++++ Records shown ++++
//! Dependency extractors for npm project files.
//!
//! Each [`Extractor`] reads one file format from a project directory and
//! returns the dependencies it declares.
//!
//! | Extractor | File | Shapes |
//! |-----------|------|--------|
//! | [`ManifestExtractor`] | `package.json` | `dependencies`, `devDependencies`, `peerDependencies`, `optionalDependencies` |
//! | [`LockfileExtractor`] | `package-lock.json` | `packages` map (v2+), nested `dependencies` tree (v1) |
//!
//! Extraction is fail-open: a missing, unreadable or malformed file
//! contributes nothing and never interrupts a scan. Callers that want the
//! error use [`Extractor::extract`] directly; the scan loop goes through
//! [`extract_or_empty`].
//!
//! # Example
//!
//! ```no_run
//! use std::path::Path;
//! use lockwatch::scanner::{all_extractors, extract_or_empty};
//!
//! let project = Path::new("./my-app");
//! for extractor in all_extractors() {
//!     let path = project.join(extractor.file_name());
//!     for dep in extract_or_empty(extractor.as_ref(), &path) {
//!         println!("{}: {}@{}", extractor.name(), dep.name, dep.raw_version);
//!     }
//! }
//! ```

mod lockfile;
mod manifest;

pub use lockfile::{LockfileExtractor, LockfileShape, LOCKFILE_NAME};
pub use manifest::{ManifestExtractor, PackageManifest, MANIFEST_NAME};

use std::fs;
use std::path::Path;

use serde::de::DeserializeOwned;
use serde::Deserialize;
use tracing::{debug, warn};

use crate::error::ScanError;
use crate::model::DeclaredDependency;

/// Reads declared dependencies from one kind of project file.
pub trait Extractor: Send + Sync {
    /// Human-readable name of this extractor.
    fn name(&self) -> &'static str;

    /// File name this extractor reads inside a project directory.
    fn file_name(&self) -> &'static str;

    /// Extracts (name, version) pairs from the file at `path`.
    ///
    /// # Errors
    ///
    /// Returns [`ScanError::Read`] or [`ScanError::Parse`] if the file cannot
    /// be read or is not valid JSON of the expected shape.
    fn extract(&self, path: &Path) -> Result<Vec<DeclaredDependency>, ScanError>;

    /// Extracts only package names, including entries without a version.
    fn package_names(&self, path: &Path) -> Result<Vec<String>, ScanError>;
}

/// Returns every extractor, manifest first.
pub fn all_extractors() -> Vec<Box<dyn Extractor>> {
    vec![Box::new(ManifestExtractor), Box::new(LockfileExtractor)]
}

/// Runs `extractor` on `path`, turning any failure into an empty result.
pub fn extract_or_empty(extractor: &dyn Extractor, path: &Path) -> Vec<DeclaredDependency> {
    match extractor.extract(path) {
        Ok(deps) => {
            debug!(path = %path.display(), count = deps.len(), "extracted dependencies");
            deps
        }
        Err(e) => {
            log_skipped(&e);
            Vec::new()
        }
    }
}

/// Like [`extract_or_empty`] but for [`Extractor::package_names`].
pub fn names_or_empty(extractor: &dyn Extractor, path: &Path) -> Vec<String> {
    extractor.package_names(path).unwrap_or_else(|e| {
        log_skipped(&e);
        Vec::new()
    })
}

/// Unreadable files are worth a warning; malformed ones are routine.
fn log_skipped(err: &ScanError) {
    match err {
        ScanError::Read { .. } => warn!(error = %err, "skipping unreadable file"),
        _ => debug!(error = %err, "skipping file"),
    }
}

fn read_file(path: &Path) -> Result<String, ScanError> {
    fs::read_to_string(path).map_err(|source| ScanError::Read {
        path: path.to_path_buf(),
        source,
    })
}

/// Parses JSON without a nesting limit.
///
/// v1 lockfiles nest one object level per dependency hop, which overruns
/// serde_json's default limit of 128 on real trees. `serde_stacker` grows
/// the stack on demand instead.
fn parse_json<T: DeserializeOwned>(content: &str, path: &Path) -> Result<T, ScanError> {
    let parse_error = |source| ScanError::Parse {
        path: path.to_path_buf(),
        source,
    };

    let mut de = serde_json::Deserializer::from_str(content);
    de.disable_recursion_limit();
    let value = T::deserialize(serde_stacker::Deserializer::new(&mut de)).map_err(parse_error)?;
    de.end().map_err(parse_error)?;
    Ok(value)
}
++++
Work order: For the records above, count the lines holding the word "ManifestExtractor" and give only that number.

Solved exercise: 3